As for these amendments, I want to reassure the noble Lord that the Government are considering carefully the recommendation of the Delegated Powers and Regulatory Reform Committee, but we also need to consider the implications for timely delivery. The Government are not yet convinced that it is necessary for the affirmative procedure to be used every time the power in this clause is used. Regulations about procurement have in the past been made under the negative procedure and some of the matters dealt with in regulations in this area are very technical and need to be adjusted over time.

Taking an example, the illustrative regulations we have recently published list a number of practical steps that could be taken; for example, on pre-procurement marketing. It may be necessary in the future to amend that list to describe new recommended forms of pre-market engagement. Is the affirmative procedure necessary or appropriate for every such change? Similarly, as the recently published Cabinet Office policy statement makes clear, regulations could be used in the future to prescribe minimum and maximum timescales. Would a modest change to one of those require the affirmative procedure?
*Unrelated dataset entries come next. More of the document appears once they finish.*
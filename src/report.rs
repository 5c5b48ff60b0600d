//! Text rendering of analysis results.
//!
//! The formats follow what designers expect from a quick netlist sanity
//! check: a fanout table, the critical path with its logic depth, and an
//! optional per-node depth listing.

use std::fmt;

use indexmap::IndexMap;

use crate::analysis::{Analyzer, CriticalPaths, DepthReport, FanoutReport, LongestPath, Strategy};
use crate::circuit::{Circuit, GateKind};
use crate::error::Result;

/// What to analyze and print.
#[derive(Debug, Clone, Copy, PartialEq, Eq, Default)]
pub struct AnalysisOptions {
    /// Longest-path algorithm
    pub strategy: Strategy,
    /// List every maximal path (always enumerated exhaustively)
    pub all_paths: bool,
    /// Print the fanout table
    pub fanout: bool,
    /// Print per-node logic depths
    pub depths: bool,
    /// Print circuit statistics
    pub stats: bool,
}

impl AnalysisOptions {
    /// Every section except the exhaustive path listing, whose cost grows
    /// with the number of paths rather than the size of the circuit.
    pub fn full() -> Self {
        Self {
            fanout: true,
            depths: true,
            stats: true,
            ..Self::default()
        }
    }
}

/// Summary counts for a circuit.
#[derive(Debug, Clone, PartialEq)]
pub struct CircuitStats {
    pub gates: usize,
    pub nets: usize,
    pub primary_inputs: usize,
    pub primary_outputs: usize,
    pub edges: usize,
    /// Gate count per kind, in [`GateKind::ALL`] order, omitting absent kinds
    pub by_kind: IndexMap<GateKind, usize>,
    /// Gates whose output is complemented (NOT, NAND, NOR, XNOR)
    pub inverting: usize,
    /// Gate with the largest fanout (first by name on ties)
    pub max_fanout: Option<(String, usize)>,
    /// Mean fanout per gate
    pub average_fanout: f64,
}

impl CircuitStats {
    /// Gather statistics from a circuit and its fanout.
    pub fn collect(circuit: &Circuit, fanout: &FanoutReport) -> Self {
        let by_kind = GateKind::ALL
            .into_iter()
            .map(|kind| (kind, circuit.gates().iter().filter(|g| g.kind == kind).count()))
            .filter(|&(_, count)| count > 0)
            .collect();

        let inverting = circuit.gates().iter().filter(|g| g.kind.is_inverting()).count();

        let max_fanout = fanout
            .iter()
            .map(|(name, dests)| (name, dests.len()))
            .max_by(|a, b| a.1.cmp(&b.1).then_with(|| b.0.cmp(a.0)))
            .map(|(name, count)| (name.clone(), count));

        let total: usize = fanout.values().map(Vec::len).sum();
        let average_fanout = if fanout.is_empty() {
            0.0
        } else {
            total as f64 / fanout.len() as f64
        };

        Self {
            gates: circuit.gate_count(),
            nets: circuit.net_count(),
            primary_inputs: circuit.primary_inputs().count(),
            primary_outputs: circuit.primary_outputs().count(),
            edges: circuit.graph().edge_count(),
            by_kind,
            inverting,
            max_fanout,
            average_fanout,
        }
    }
}

impl fmt::Display for CircuitStats {
    fn fmt(&self, f: &mut fmt::Formatter<'_>) -> fmt::Result {
        writeln!(f, "Circuit statistics:")?;
        writeln!(f, "Gates: {}", self.gates)?;
        writeln!(f, "Nets: {}", self.nets)?;
        writeln!(f, "Primary inputs: {}", self.primary_inputs)?;
        writeln!(f, "Primary outputs: {}", self.primary_outputs)?;
        writeln!(f, "Gate-to-gate connections: {}", self.edges)?;
        let kinds: Vec<String> = self
            .by_kind
            .iter()
            .map(|(kind, count)| format!("{} {}", kind, count))
            .collect();
        writeln!(f, "Gate kinds: {}", kinds.join(", "))?;
        writeln!(f, "Inverting gates: {}", self.inverting)?;
        if let Some((name, count)) = &self.max_fanout {
            writeln!(f, "Max fanout: {} ({})", count, name)?;
        }
        write!(f, "Average fanout: {:.2}", self.average_fanout)
    }
}

/// Fanout table sorted by gate name.
pub fn format_fanout(report: &FanoutReport) -> String {
    let mut names: Vec<&String> = report.keys().collect();
    names.sort();
    let mut out = String::from("Fanout information:");
    for name in names {
        let dests = &report[name];
        if dests.is_empty() {
            out.push_str(&format!("\n{} - No fanouts", name));
        } else {
            out.push_str(&format!("\n{} - {}", name, dests.join(", ")));
        }
    }
    out
}

/// Critical path with its logic depth and the gates it crosses.
pub fn format_longest_path(longest: &LongestPath, gates: &[&str]) -> String {
    let mut out = String::from("Longest path information:");
    out.push_str(&format!("\nPath length (logic depth): {}", longest.logic_depth()));
    out.push_str(&format!("\nPath: {}", longest.path.join(" -> ")));
    if !gates.is_empty() {
        out.push_str(&format!("\nGates in path: {}", gates.join(" -> ")));
    }
    out
}

/// Every maximal path, one per line.
pub fn format_critical_paths(paths: &CriticalPaths) -> String {
    let mut out = format!(
        "Critical paths ({} of logic depth {}):",
        paths.paths.len(),
        paths.length.saturating_sub(1)
    );
    for path in &paths.paths {
        out.push_str(&format!("\n{}", path.join(" -> ")));
    }
    out
}

/// Node depths followed by primary output depths.
pub fn format_depths(report: &DepthReport) -> String {
    let mut out = String::from("Logic depths:");
    for (name, depth) in &report.nodes {
        out.push_str(&format!("\n{}: {}", name, depth));
    }
    if !report.outputs.is_empty() {
        out.push_str("\nPrimary output depths:");
        for (name, depth) in &report.outputs {
            out.push_str(&format!("\n{}: {}", name, depth));
        }
    }
    out
}

/// Run the analyses selected by `options` and render them.
pub fn render_report(circuit: &Circuit, options: &AnalysisOptions) -> Result<String> {
    let analyzer = Analyzer::new(circuit);
    let mut sections = Vec::new();

    if options.stats {
        sections.push(CircuitStats::collect(circuit, &analyzer.fanout()).to_string());
    }

    let longest = analyzer.longest_path(options.strategy)?;
    sections.push(format_longest_path(&longest, &analyzer.gates_on_path(&longest.path)));

    if options.all_paths {
        sections.push(format_critical_paths(&analyzer.all_longest_paths()?));
    }
    if options.fanout {
        sections.push(format_fanout(&analyzer.fanout()));
    }
    if options.depths {
        sections.push(format_depths(&analyzer.logic_depths()?));
    }

    Ok(sections.join("\n\n"))
}

#[cfg(test)]
mod tests {
    use super::*;
    use approx::assert_relative_eq;

    fn nand_not() -> Circuit {
        let mut c = Circuit::new();
        for net in ["a", "b", "w1", "out"] {
            c.declare_net(net).unwrap();
        }
        c.instantiate("n1", GateKind::Nand, "w1", &["a", "b"]).unwrap();
        c.instantiate("n2", GateKind::Not, "out", &["w1"]).unwrap();
        c.designate_primary_inputs(&["a", "b"]).unwrap();
        c.designate_primary_outputs(&["out"]).unwrap();
        c
    }

    #[test]
    fn test_longest_path_text() {
        let c = nand_not();
        let text = render_report(&c, &AnalysisOptions::default()).unwrap();
        assert_eq!(
            text,
            "Longest path information:\n\
             Path length (logic depth): 2\n\
             Path: a -> n1 -> n2\n\
             Gates in path: n1 -> n2"
        );
    }

    #[test]
    fn test_fanout_text_is_sorted() {
        let mut report = FanoutReport::new();
        report.insert("z".to_string(), vec![]);
        report.insert("m".to_string(), vec!["z".to_string(), "q".to_string()]);
        assert_eq!(format_fanout(&report), "Fanout information:\nm - z, q\nz - No fanouts");
    }

    #[test]
    fn test_all_sections() {
        let c = nand_not();
        let options = AnalysisOptions {
            strategy: Strategy::Exhaustive,
            all_paths: true,
            fanout: true,
            depths: true,
            stats: true,
        };
        let text = render_report(&c, &options).unwrap();
        assert!(text.starts_with("Circuit statistics:"));
        assert!(text.contains("Critical paths (2 of logic depth 2):\na -> n1 -> n2\nb -> n1 -> n2"));
        assert!(text.contains("n1 - n2"));
        assert!(text.contains("Primary output depths:\nout: 2"));
    }

    #[test]
    fn test_stats() {
        let c = nand_not();
        let stats = CircuitStats::collect(&c, &crate::analysis::fanout(&c));
        assert_eq!(stats.gates, 2);
        assert_eq!(stats.nets, 4);
        assert_eq!(stats.edges, 1);
        assert_eq!(stats.by_kind.get(&GateKind::Nand), Some(&1));
        assert_eq!(stats.by_kind.get(&GateKind::Xor), None);
        assert_eq!(stats.inverting, 2);
        assert_eq!(stats.max_fanout, Some(("n1".to_string(), 1)));
        assert_relative_eq!(stats.average_fanout, 0.5);
        assert!(stats.to_string().contains("Gate kinds: NOT 1, NAND 1"));
    }

    /// Two gates per stage, each fed by both outputs of the previous stage,
    /// so the number of maximal paths doubles with every stage.
    fn ladder(stages: usize) -> Circuit {
        let mut c = Circuit::new();
        c.declare_net("x").unwrap();
        c.declare_net("y").unwrap();
        let (mut left, mut right) = ("x".to_string(), "y".to_string());
        for i in 0..stages {
            let (na, nb) = (format!("na{}", i), format!("nb{}", i));
            c.declare_net(na.as_str()).unwrap();
            c.declare_net(nb.as_str()).unwrap();
            c.instantiate(format!("a{}", i), GateKind::Nand, &na, &[&left, &right]).unwrap();
            c.instantiate(format!("b{}", i), GateKind::Nor, &nb, &[&left, &right]).unwrap();
            (left, right) = (na, nb);
        }
        c.designate_primary_inputs(&["x", "y"]).unwrap();
        c.designate_primary_outputs(&[left, right]).unwrap();
        c
    }

    #[test]
    fn test_full_options_skip_path_enumeration() {
        let options = AnalysisOptions::full();
        assert!(!options.all_paths);
        assert_eq!(options.strategy, Strategy::DynamicProgramming);

        let c = ladder(24);
        let text = render_report(&c, &options).unwrap();
        assert!(text.contains("Path length (logic depth): 24"));
        assert!(text.contains("Inverting gates: 48"));
        assert!(text.contains("Logic depths:"));
        assert!(!text.contains("Critical paths"));
    }

    #[test]
    fn test_stats_empty_circuit() {
        let c = Circuit::new();
        let stats = CircuitStats::collect(&c, &FanoutReport::new());
        assert_relative_eq!(stats.average_fanout, 0.0);
        assert!(stats.max_fanout.is_none());
    }
}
We are actively considering these issues and what we can do to increase the level of parliamentary scrutiny attaching to this clause, which is the purpose of this amendment. One option would be to have an affirmative resolution on the first occasion to set the strategy for the regulations, and negative thereafter. It would be good to understand how noble Lords feel about that.

Turning to Amendment 35Q, as we have debated in relation to previous provisions, the use of “may” instead of “shall” is standard practice in relation to drafting of this sort. Our intention is to issue guidance about the regulations and to publish it in a way that makes it accessible to contracting authorities and suppliers. I can reassure the Committee that, if the Government consider that guidance would help contracting authorities or others to understand the regulations, we are committed to issuing it. We will also implement—I think that this is called for, from the conversations we have had today—an extensive communications strategy prior to the implementation of the regulations in order to ensure that key messages are understood and embedded. That will appear on GOV.UK and be very accessible. I hope that, in the circumstances, the noble Lord will agree to withdraw these amendments and, clearly, I would be interested to discuss the issue of parliamentary scrutiny.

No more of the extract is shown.